Mark Caisley, director at Ceatta, notes that part of the reason for this reputation is historical, saying it’s been there for hundreds of years, adding: "The old guys might have used to give them a smack as they left the pub back in Victorian times, and taken money out of their pocket, but it’s nothing like that anymore. But unfortunately the stigma is still there."

The people Motor Finance speaks to are all consistent in saying they don’t think this reputation will ever go away completely, even though the industry has moved a long way from the profession Caisley mentions from back in Victorian times.

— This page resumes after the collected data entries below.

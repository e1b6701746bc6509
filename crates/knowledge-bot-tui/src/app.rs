use knowledge_bot_core::{Conversation, PendingTurn, QueryClient};
use ratatui::layout::Rect;
use crate::ui;

#[derive(Debug, Clone, Copy, PartialEq, Eq)]
pub enum InputMode {
    Normal,
    Editing,
}

pub struct App {
    pub should_quit: bool,
    pub input_mode: InputMode,

    pub conversation: Conversation,
    pub client: QueryClient,

    // Input box
    pub input: String,
    pub cursor: usize,

    // Chat pane
    pub chat_scroll: u16,
    pub chat_height: u16,
    pub chat_width: u16,
    pub chat_area: Option<Rect>,

    pub animation_frame: u8,
}

impl App {
    pub fn new(client: QueryClient) -> Self {
        Self {
            should_quit: false,
            input_mode: InputMode::Editing,
            conversation: Conversation::new(),
            client,
            input: String::new(),
            cursor: 0,
            chat_scroll: 0,
            chat_height: 0,
            chat_width: 0,
            chat_area: None,
            animation_frame: 0,
        }
    }

    pub fn is_busy(&self) -> bool {
        self.conversation.is_busy()
    }

    /// Append the typed text as a new turn and clear the input box.
    ///
    /// Returns the pending turn and the question to send, or `None` if the
    /// input is blank or a query is already outstanding (input is kept then).
    pub fn submit_input(&mut self) -> Option<(PendingTurn, String)> {
        let question = self.input.trim().to_string();
        let turn = self.conversation.append_user_turn(&question)?;

        self.input.clear();
        self.cursor = 0;
        self.scroll_chat_to_bottom();
        Some((turn, question))
    }

    /// Tick animation frame (called by Tick event)
    pub fn tick_animation(&mut self) {
        if self.is_busy() {
            self.animation_frame = (self.animation_frame + 1) % 3;
        }
    }

    /// Rows the chat pane contents take once wrapped to the pane width
    pub fn chat_line_count(&self) -> u16 {
        // Use actual chat width for wrap calculation, default to 50 if not set
        let wrap_width = if self.chat_width > 0 { self.chat_width } else { 50 };

        let rows = ui::chat_paragraph(ui::chat_text(self)).line_count(wrap_width);
        u16::try_from(rows).unwrap_or(u16::MAX)
    }

    /// Scroll chat to bottom so the newest turn is visible
    pub fn scroll_chat_to_bottom(&mut self) {
        let visible = if self.chat_height > 0 { self.chat_height } else { 10 };
        self.chat_scroll = self.chat_line_count().saturating_sub(visible);
    }

    pub fn scroll_up(&mut self, lines: u16) {
        self.chat_scroll = self.chat_scroll.saturating_sub(lines);
    }

    pub fn scroll_down(&mut self, lines: u16) {
        let max = self.chat_line_count().saturating_sub(self.chat_height.max(1));
        self.chat_scroll = self.chat_scroll.saturating_add(lines).min(max);
    }

    pub fn scroll_half_page_up(&mut self) {
        self.scroll_up((self.chat_height / 2).max(1));
    }

    pub fn scroll_half_page_down(&mut self) {
        self.scroll_down((self.chat_height / 2).max(1));
    }
}

#[cfg(test)]
mod tests {
    use super::*;
    use knowledge_bot_core::{QueryResponse, Source};

    fn app() -> App {
        App::new(QueryClient::new(None))
    }

    #[test]
    fn test_submit_clears_input_and_appends_turns() {
        let mut app = app();
        app.input = "  hello ".to_string();
        app.cursor = 8;

        let (turn, question) = app.submit_input().unwrap();

        assert_eq!(question, "hello");
        assert_eq!(turn.index(), 1);
        assert!(app.input.is_empty());
        assert_eq!(app.cursor, 0);
        assert_eq!(app.conversation.len(), 2);
        assert!(app.is_busy());
    }

    #[test]
    fn test_submit_while_busy_keeps_input() {
        let mut app = app();
        app.input = "first".to_string();
        app.submit_input().unwrap();

        app.input = "second".to_string();
        assert!(app.submit_input().is_none());
        assert_eq!(app.input, "second");
        assert_eq!(app.conversation.len(), 2);
    }

    #[test]
    fn test_blank_submit_is_ignored() {
        let mut app = app();
        app.input = "   ".to_string();
        assert!(app.submit_input().is_none());
        assert!(app.conversation.is_empty());
    }

    #[test]
    fn test_animation_only_runs_while_busy() {
        let mut app = app();
        app.tick_animation();
        assert_eq!(app.animation_frame, 0);

        app.input = "q".to_string();
        app.submit_input();
        app.tick_animation();
        app.tick_animation();
        app.tick_animation();
        assert_eq!(app.animation_frame, 0);
        app.tick_animation();
        assert_eq!(app.animation_frame, 1);
    }

    #[test]
    fn test_line_count_wraps_long_lines() {
        let mut app = app();
        app.chat_width = 10;
        app.input = "x".repeat(25);
        let (turn, _) = app.submit_input().unwrap();
        app.conversation.resolve_pending(
            turn,
            QueryResponse {
                answer: "short".to_string(),
                sources: vec![],
            },
        );

        // user: role + 3 wrapped + blank, bot: role + 1 + blank
        assert_eq!(app.chat_line_count(), 8);
    }

    #[test]
    fn test_scroll_is_clamped() {
        let mut app = app();
        // Wide enough that the welcome text fits in the pane
        app.chat_width = 200;
        app.chat_height = 5;
        app.scroll_down(10);
        assert_eq!(app.chat_scroll, 0);
        app.scroll_up(3);
        assert_eq!(app.chat_scroll, 0);
    }

    #[test]
    fn test_line_count_follows_word_wrapping() {
        let mut app = app();
        app.chat_width = 22;
        app.input = "q".to_string();
        let (turn, _) = app.submit_input().unwrap();
        // Two 13-char words can't share a 22-wide row, though 27 chars fit in two
        app.conversation.resolve_pending(
            turn,
            QueryResponse {
                answer: "aaaaaaaaaaaaa bbbbbbbbbbbbb".to_string(),
                sources: vec![],
            },
        );

        // user: role + 1 + blank, bot: role + 2 + blank
        assert_eq!(app.chat_line_count(), 7);
    }

    #[test]
    fn test_line_count_includes_multiline_sources() {
        let mut app = app();
        app.chat_width = 60;
        app.input = "q".to_string();
        let (turn, _) = app.submit_input().unwrap();
        app.conversation.resolve_pending(
            turn,
            QueryResponse {
                answer: "a".to_string(),
                sources: vec![Source(serde_json::json!("first line\nsecond line"))],
            },
        );

        // user: 3, bot: role + answer + "Sources:" + 2 source rows + blank
        assert_eq!(app.chat_line_count(), 9);
    }
}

Bev Armstrong, director of Armstrong Nationwide, for example, says: "It won’t go away entirely, even though it’s a biased attitude. One agent we used to use was a lady in Scotland, and she was the best agent we had with regards to recovering vehicles. She was a 35-year-old woman who was perfectly lovely and didn’t live up to the overall view that people have, which is of a big burly guy who’s going to bully people into taking their cars."

The reputation hasn’t been helped by television portrayals of the profession. Caisley, highlights stories emerging from High Court enforcement officers who featured on the BBC show The Sheriffs Are Coming, involving the collection of a debt in the tens of thousands of pounds, which received negative national press coverage. Caisley says: "Things like that are always associated with us, but we’re not bailiffs at all. It’s unfortunate the stigma is there."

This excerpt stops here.